Woodstock’s planning board agrees cannabis dispensaries should not exist near schools, but thinks including churches in the restrictions goes too far.
The board agreed to recommend the town board not permit dispensaries within 500 feet of a school or youth center. The county planning board also needs to provide input.
Supervisor Bill McKenna proposed the amendment to the location of Woodstock dispensaries because he believes the state Cannabis Review Board was not observing its own guidelines by keeping dispensaries 500 feet from schools and 200 feet from houses of worship.
McKenna has said he doesn’t want dispensaries in the center of the town.

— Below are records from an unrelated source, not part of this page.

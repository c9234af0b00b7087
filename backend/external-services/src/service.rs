use std::{str::FromStr, time::Duration};

use common_utils::{
    errors::CustomResult,
    request::{Headers, Method, Request, RequestContent},
};
use domain_types::{errors::ApiClientError, router_response_types::Response, types::Proxy};
use error_stack::{report, ResultExt};
use hyperswitch_masking::Maskable;
use once_cell::sync::OnceCell;
use reqwest::Client;
use serde_json::{json, Value};
use tracing::field::Empty;

/// Seam between a connector and the network. `Ok(Ok(_))` is a 2xx/302 answer,
/// `Ok(Err(_))` a 4xx/5xx answer, `Err(_)` means no usable answer came back.
#[async_trait::async_trait]
pub trait ConnectorTransport: Send + Sync {
    async fn send(
        &self,
        request: Request,
        flow_name: &str,
    ) -> CustomResult<Result<Response, Response>, ApiClientError>;
}

/// reqwest backed transport. Calls are not time-bounded here; callers wrap them.
#[derive(Debug, Clone, Default)]
pub struct HttpTransport {
    proxy: Proxy,
}

impl HttpTransport {
    pub fn new(proxy: Proxy) -> Self {
        Self { proxy }
    }
}

#[async_trait::async_trait]
impl ConnectorTransport for HttpTransport {
    #[tracing::instrument(
        name = "outgoing_connector_request",
        skip_all,
        fields(
            flow = %flow_name,
            request.url = %request.url,
            request.method = %request.method,
            request.headers = Empty,
            response.status_code = Empty,
            message_ = "Golden Log Line (outgoing)",
            latency = Empty,
        )
    )]
    async fn send(
        &self,
        request: Request,
        flow_name: &str,
    ) -> CustomResult<Result<Response, Response>, ApiClientError> {
        let start = tokio::time::Instant::now();
        tracing::Span::current().record(
            "request.headers",
            tracing::field::display(masked_headers(&request.headers)),
        );

        let result = call_connector_api(&self.proxy, request, flow_name).await;

        let elapsed = start.elapsed().as_millis();
        tracing::Span::current().record("latency", elapsed);
        match &result {
            Ok(Ok(response)) | Ok(Err(response)) => {
                tracing::Span::current().record("response.status_code", response.status_code);
                tracing::info!(tag = ?Tag::OutgoingApi, log_type = "api", "Outgoing Request completed");
            }
            Err(error) => {
                tracing::warn!(tag = ?Tag::OutgoingApi, log_type = "api", ?error, "Outgoing Request failed");
            }
        }
        result
    }
}

/// Headers for logging, masked values replaced.
pub fn masked_headers(headers: &Headers) -> Value {
    let masked = headers
        .iter()
        .fold(serde_json::Map::new(), |mut acc, (k, v)| {
            let value = match v {
                Maskable::Masked(_) => Value::String("*** alloc::string::String ***".to_string()),
                Maskable::Normal(iv) => Value::String(iv.to_owned()),
            };
            acc.insert(k.clone(), value);
            acc
        });
    Value::Object(masked)
}

pub async fn call_connector_api(
    proxy: &Proxy,
    request: Request,
    flow_name: &str,
) -> CustomResult<Result<Response, Response>, ApiClientError> {
    let url =
        reqwest::Url::parse(&request.url).change_context(ApiClientError::UrlEncodingFailed)?;

    let should_bypass_proxy = proxy.should_bypass(url.as_str());

    let client = create_client(proxy, should_bypass_proxy)?;

    let headers = request.headers.construct_header_map()?;

    let request = match request.method {
        Method::Get => client.get(url),
        Method::Post => {
            let client = client.post(url);
            match request.body {
                Some(RequestContent::Json(payload)) => client.json(&payload),
                None => client,
            }
        }
    }
    .headers(headers);

    let response = request.send().await.map_err(|error| {
        let api_error = match error {
            error if error.is_timeout() => ApiClientError::RequestTimeoutReceived,
            _ => ApiClientError::RequestNotSent(error.to_string()),
        };
        info_log(
            "REQUEST_FAILURE",
            &json!(format!("Unable to send {flow_name} request to connector.")),
        );
        report!(api_error)
    })?;

    handle_response(response).await
}

pub fn create_client(
    proxy_config: &Proxy,
    should_bypass_proxy: bool,
) -> CustomResult<Client, ApiClientError> {
    get_base_client(proxy_config, should_bypass_proxy)
}

static NON_PROXIED_CLIENT: OnceCell<Client> = OnceCell::new();
static PROXIED_CLIENT: OnceCell<Client> = OnceCell::new();

fn get_base_client(
    proxy_config: &Proxy,
    should_bypass_proxy: bool,
) -> CustomResult<Client, ApiClientError> {
    Ok(if should_bypass_proxy || !proxy_config.is_proxy_configured() {
        &NON_PROXIED_CLIENT
    } else {
        &PROXIED_CLIENT
    }
    .get_or_try_init(|| {
        get_client_builder(proxy_config, should_bypass_proxy)?
            .build()
            .change_context(ApiClientError::ClientConstructionFailed)
            .inspect_err(|err| {
                info_log(
                    "ERROR",
                    &json!(format!("Failed to construct base client. Error: {:?}", err)),
                );
            })
    })?
    .clone())
}

fn get_client_builder(
    proxy_config: &Proxy,
    should_bypass_proxy: bool,
) -> CustomResult<reqwest::ClientBuilder, ApiClientError> {
    let mut client_builder = Client::builder()
        .redirect(reqwest::redirect::Policy::none())
        .pool_idle_timeout(Duration::from_secs(
            proxy_config
                .idle_pool_connection_timeout
                .unwrap_or_default(),
        ));

    if should_bypass_proxy {
        return Ok(client_builder);
    }

    // Proxy all HTTPS traffic through the configured HTTPS proxy
    if let Some(url) = proxy_config.https_url.as_ref() {
        client_builder = client_builder.proxy(
            reqwest::Proxy::https(url)
                .change_context(ApiClientError::InvalidProxyConfiguration)
                .inspect_err(|err| {
                    info_log(
                        "PROXY_ERROR",
                        &json!(format!("HTTPS proxy configuration error. Error: {:?}", err)),
                    );
                })?,
        );
    }

    // Proxy all HTTP traffic through the configured HTTP proxy
    if let Some(url) = proxy_config.http_url.as_ref() {
        client_builder = client_builder.proxy(
            reqwest::Proxy::http(url)
                .change_context(ApiClientError::InvalidProxyConfiguration)
                .inspect_err(|err| {
                    info_log(
                        "PROXY_ERROR",
                        &json!(format!("HTTP proxy configuration error. Error: {:?}", err)),
                    );
                })?,
        );
    }

    Ok(client_builder)
}

async fn handle_response(
    resp: reqwest::Response,
) -> CustomResult<Result<Response, Response>, ApiClientError> {
    let status_code = resp.status().as_u16();
    let headers = Some(resp.headers().to_owned());
    match status_code {
        200..=202 | 302 | 204 => {
            let response = resp
                .bytes()
                .await
                .change_context(ApiClientError::ResponseDecodingFailed)?;
            Ok(Ok(Response {
                headers,
                response,
                status_code,
            }))
        }
        400..=599 => {
            let bytes = resp.bytes().await.map_err(|error| {
                report!(error).change_context(ApiClientError::ResponseDecodingFailed)
            })?;

            Ok(Err(Response {
                headers,
                response: bytes,
                status_code,
            }))
        }
        _ => {
            info_log(
                "UNEXPECTED_RESPONSE",
                &json!("Unexpected response from server."),
            );
            Err(report!(ApiClientError::UnexpectedServerResponse))
        }
    }
}

pub(super) trait HeaderExt {
    fn construct_header_map(self) -> CustomResult<reqwest::header::HeaderMap, ApiClientError>;
}

impl HeaderExt for Headers {
    fn construct_header_map(self) -> CustomResult<reqwest::header::HeaderMap, ApiClientError> {
        use reqwest::header::{HeaderMap, HeaderName, HeaderValue};

        self.into_iter().try_fold(
            HeaderMap::new(),
            |mut header_map, (header_name, header_value)| {
                let header_name = HeaderName::from_str(&header_name)
                    .change_context(ApiClientError::HeaderMapConstructionFailed)?;
                let header_value = header_value.into_inner();
                let header_value = HeaderValue::from_str(&header_value)
                    .change_context(ApiClientError::HeaderMapConstructionFailed)?;
                header_map.append(header_name, header_value);
                Ok(header_map)
            },
        )
    }
}

/// Tags carried by the structured log lines.
#[derive(Debug, Clone, Copy)]
pub enum Tag {
    /// Api Outgoing Request
    OutgoingApi,
    /// Inbound processor callback
    IncomingWebhook,
}

#[inline]
pub fn info_log(action: &str, message: &Value) {
    tracing::info!(tags = %action, json_value= %message);
}

#[inline]
pub fn error_log(action: &str, message: &Value) {
    tracing::error!(tags = %action, json_value= %message);
}

#[inline]
pub fn warn_log(action: &str, message: &Value) {
    tracing::warn!(tags = %action, json_value= %message);
}
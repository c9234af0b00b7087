use connector_integration::BoxedPaymentGateway;

#[derive(Clone)]
pub struct AppState {
    pub gateway: BoxedPaymentGateway,
}

impl AppState {
    pub fn new(gateway: BoxedPaymentGateway) -> Self {
        Self { gateway }
    }
}
use common_utils::types::MinorUnit;
use hyperswitch_masking::Secret;
use serde::{Deserialize, Serialize};

use crate::payment_method_data::PaymentInstrument;

/// Generic code for a create attempt that never got a processor verdict
pub const PAYMENT_ERROR_CODE: &str = "PAYMENT_ERROR";
/// Generic code for a status check that never got a processor verdict
pub const VERIFICATION_ERROR_CODE: &str = "VERIFICATION_ERROR";
/// Code for a request rejected before it reaches the processor
pub const INVALID_AMOUNT_CODE: &str = "INVALID_AMOUNT";
/// Code for a merchant transaction id the processor would not accept
pub const INVALID_TRANSACTION_ID_CODE: &str = "INVALID_TRANSACTION_ID";

/// One checkout attempt. A retry needs a new `merchant_order_id`.
#[derive(Debug, Clone, Deserialize)]
#[serde(rename_all = "camelCase")]
pub struct PaymentRequest {
    pub amount_minor_units: MinorUnit,
    /// Generated when absent
    #[serde(default)]
    pub merchant_order_id: Option<String>,
    pub payer_id: String,
    pub redirect_url: url::Url,
    pub callback_url: url::Url,
    #[serde(default)]
    pub payer_mobile: Option<Secret<String>>,
    /// Hosted page when absent
    #[serde(default)]
    pub instrument: Option<PaymentInstrument>,
}

#[derive(
    Debug,
    Clone,
    Copy,
    Default,
    PartialEq,
    Eq,
    Serialize,
    Deserialize,
    strum::Display,
    strum::EnumString,
)]
#[serde(rename_all = "SCREAMING_SNAKE_CASE")]
#[strum(serialize_all = "SCREAMING_SNAKE_CASE")]
pub enum PaymentState {
    #[default]
    Pending,
    Completed,
    Failed,
}

#[derive(Debug, Clone, PartialEq, Eq, Serialize, Deserialize)]
#[serde(rename_all = "camelCase")]
pub struct PaymentDetails {
    pub merchant_id: String,
    pub merchant_transaction_id: String,
    pub processor_transaction_id: Option<String>,
    pub amount_minor_units: Option<MinorUnit>,
    pub state: PaymentState,
    pub instrument_used: Option<String>,
    pub utr_reference: Option<String>,
    /// Where to send the payer next, present on a successful create
    #[serde(skip_serializing_if = "Option::is_none")]
    pub payment_url: Option<String>,
}

/// Outcome of a gateway call. Transport failures and processor rejections both land
/// here with `succeeded == false`; only `status_code`/`message` tell them apart.
#[derive(Debug, Clone, PartialEq, Eq, Serialize, Deserialize)]
#[serde(rename_all = "camelCase")]
pub struct PaymentResult {
    pub succeeded: bool,
    pub status_code: String,
    pub message: String,
    pub details: Option<PaymentDetails>,
}

impl PaymentResult {
    pub fn failure(status_code: impl Into<String>, message: impl Into<String>) -> Self {
        Self {
            succeeded: false,
            status_code: status_code.into(),
            message: message.into(),
            details: None,
        }
    }
}

#[cfg(test)]
mod tests {
    use serde_json::json;

    use super::*;

    #[test]
    fn test_payment_request_defaults() {
        let request: PaymentRequest = serde_json::from_value(json!({
            "amountMinorUnits": 49900,
            "payerId": "user-42",
            "redirectUrl": "https://astro.example/payment/return",
            "callbackUrl": "https://astro.example/api/payment/webhook"
        }))
        .expect("valid request");

        assert_eq!(request.amount_minor_units, MinorUnit::new(49900));
        assert!(request.merchant_order_id.is_none());
        assert!(request.payer_mobile.is_none());
        assert!(request.instrument.is_none());
    }

    #[test]
    fn test_payment_state_wire_names() {
        assert_eq!(
            serde_json::to_value(PaymentState::Completed).ok(),
            Some(json!("COMPLETED"))
        );
        assert_eq!("FAILED".parse::<PaymentState>().ok(), Some(PaymentState::Failed));
    }

    #[test]
    fn test_failure_has_no_details() {
        let result = PaymentResult::failure(PAYMENT_ERROR_CODE, "connection refused");
        assert!(!result.succeeded);
        assert_eq!(result.status_code, "PAYMENT_ERROR");
        assert!(result.details.is_none());
    }
}
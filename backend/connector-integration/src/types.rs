use std::sync::Arc;

use common_utils::errors::CustomResult;
use domain_types::{
    connector_types::{PaymentRequest, PaymentResult},
    errors::ConnectorError,
};

/// Pairs a processor answer with the call it belongs to.
pub struct ResponseRouterData<Response, RouterData> {
    pub response: Response,
    pub router_data: RouterData,
    pub http_code: u16,
}

pub type BoxedPaymentGateway = Arc<dyn PaymentGateway>;

/// A processor integration. None of the operations fail: every failure comes back
/// as an unsuccessful `PaymentResult` or a rejected webhook.
#[async_trait::async_trait]
pub trait PaymentGateway: Send + Sync {
    fn id(&self) -> &'static str;

    /// Submit one checkout attempt.
    async fn create_payment(&self, request: PaymentRequest) -> PaymentResult;

    /// Ask the processor for the current state of an attempt.
    async fn verify_payment(&self, merchant_transaction_id: &str) -> PaymentResult;

    /// `true` only when `supplied_checksum` authenticates `payload`.
    fn process_webhook(&self, payload: &serde_json::Value, supplied_checksum: &str) -> bool;

    /// Read the payment outcome out of an authenticated callback.
    fn decode_webhook_event(
        &self,
        payload: &serde_json::Value,
    ) -> CustomResult<PaymentResult, ConnectorError>;
}
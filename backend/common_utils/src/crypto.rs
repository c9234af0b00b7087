//! Utilities for cryptographic algorithms

/// Trait for generating a digest for SHA
pub trait GenerateDigest {
    /// takes a message and creates a digest for it
    fn generate_digest(&self, message: &[u8]) -> Vec<u8>;

    /// same as [`GenerateDigest::generate_digest`], hex encoded in lowercase
    fn generate_hex_digest(&self, message: &[u8]) -> String {
        hex::encode(self.generate_digest(message))
    }
}

/// Secure Hash Algorithm 256
#[derive(Debug)]
pub struct Sha256;

impl GenerateDigest for Sha256 {
    fn generate_digest(&self, message: &[u8]) -> Vec<u8> {
        ring::digest::digest(&ring::digest::SHA256, message)
            .as_ref()
            .to_vec()
    }
}

/// Compares two byte slices without short-circuiting on the first mismatch.
/// Only the lengths leak through timing.
#[inline]
pub fn constant_time_eq(left: &[u8], right: &[u8]) -> bool {
    ring::constant_time::verify_slices_are_equal(left, right).is_ok()
}
use hyperswitch_masking::{Maskable, Secret};
use serde::{Deserialize, Serialize};

pub type Headers = std::collections::HashSet<(String, Maskable<String>)>;

#[derive(
    Clone, Copy, Debug, Eq, PartialEq, Deserialize, Serialize, strum::Display, strum::EnumString,
)]
#[serde(rename_all = "UPPERCASE")]
#[strum(serialize_all = "UPPERCASE")]
pub enum Method {
    Get,
    Post,
}

fn default_request_headers() -> [(String, Maskable<String>); 1] {
    use http::header;

    [(header::VIA.to_string(), "Checkout".to_string().into())]
}

#[derive(Debug)]
pub struct Request {
    pub url: String,
    pub headers: Headers,
    pub method: Method,
    pub body: Option<RequestContent>,
}

impl std::fmt::Debug for RequestContent {
    fn fmt(&self, f: &mut std::fmt::Formatter<'_>) -> std::fmt::Result {
        f.write_str(match self {
            Self::Json(_) => "JsonRequestBody",
        })
    }
}

pub enum RequestContent {
    Json(Box<dyn hyperswitch_masking::ErasedMaskSerialize + Send>),
}

impl RequestContent {
    pub fn get_inner_value(&self) -> Secret<String> {
        match self {
            Self::Json(i) => serde_json::to_string(&i).unwrap_or_default().into(),
        }
    }
}

impl Request {
    pub fn get_headers_map(&self) -> std::collections::HashMap<String, String> {
        use hyperswitch_masking::PeekInterface;
        let mut map = std::collections::HashMap::new();
        for (k, v) in &self.headers {
            let val = match v {
                Maskable::Masked(s) => s.peek().to_string(),
                Maskable::Normal(s) => s.to_string(),
            };
            map.insert(k.clone(), val);
        }
        map
    }
}

#[derive(Debug)]
pub struct RequestBuilder {
    pub url: String,
    pub headers: Headers,
    pub method: Method,
    pub body: Option<RequestContent>,
}

impl RequestBuilder {
    pub fn new() -> Self {
        Self {
            method: Method::Get,
            url: String::with_capacity(1024),
            headers: std::collections::HashSet::new(),
            body: None,
        }
    }

    pub fn url(mut self, url: &str) -> Self {
        self.url = url.into();
        self
    }

    pub fn method(mut self, method: Method) -> Self {
        self.method = method;
        self
    }

    pub fn attach_default_headers(mut self) -> Self {
        self.headers.extend(default_request_headers());
        self
    }

    pub fn header(mut self, header: &str, value: &str) -> Self {
        self.headers.insert((header.into(), value.into()));
        self
    }

    pub fn headers(mut self, headers: Vec<(String, Maskable<String>)>) -> Self {
        self.headers.extend(headers);
        self
    }

    pub fn set_body<T: Into<RequestContent>>(mut self, body: T) -> Self {
        self.body.replace(body.into());
        self
    }

    pub fn build(self) -> Request {
        Request {
            method: self.method,
            url: self.url,
            headers: self.headers,
            body: self.body,
        }
    }
}

impl Default for RequestBuilder {
    fn default() -> Self {
        Self::new()
    }
}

“I also talked to some of the faith-based organizations, people from the Reformed Church, and I also was approached by Matthew Wright of St. Gregory’s,” reported member of the town planning board James Conrad at the group’s August 29 workshop meeting. “They’re very against being included in this at all. They’re against having their faith-based organizations named, as we are having an issue with cannabis. The reason being [that] it makes them look like the moral police. The other thing they believe is that actually by doing this through legal and proper services actually cuts down on the problems on the village green of people illegally selling drugs.”
Planning board member Genie Tartell said the churches she spoke to were upset about being included without being consulted.
Councilmembers Bennet Ratcliff and Maria-Elena Conte voted against referring the amendment to the town and county planning boards in July because they said it was not necessary. Ratcliff said he had checked police records and found no cannabis-related complaints in that [village green] area.
Melissa Gibson, owner of hemp & humanity on Tinker Street, was granted a retail dispensary license. Her store is across the village green from the Woodstock Reformed Church. McKenna said he had spoken to church members who took issue with a dispensary in such close proximity to the church.
The church and hemp & humanity have Tinker Street addresses. The road owned by the church in front of it is called Tinker Street II. The state used as the basis for Gibson’s approval that the two entities were not on the same physical street.
Gibson has been exploring a variety of options with the town government.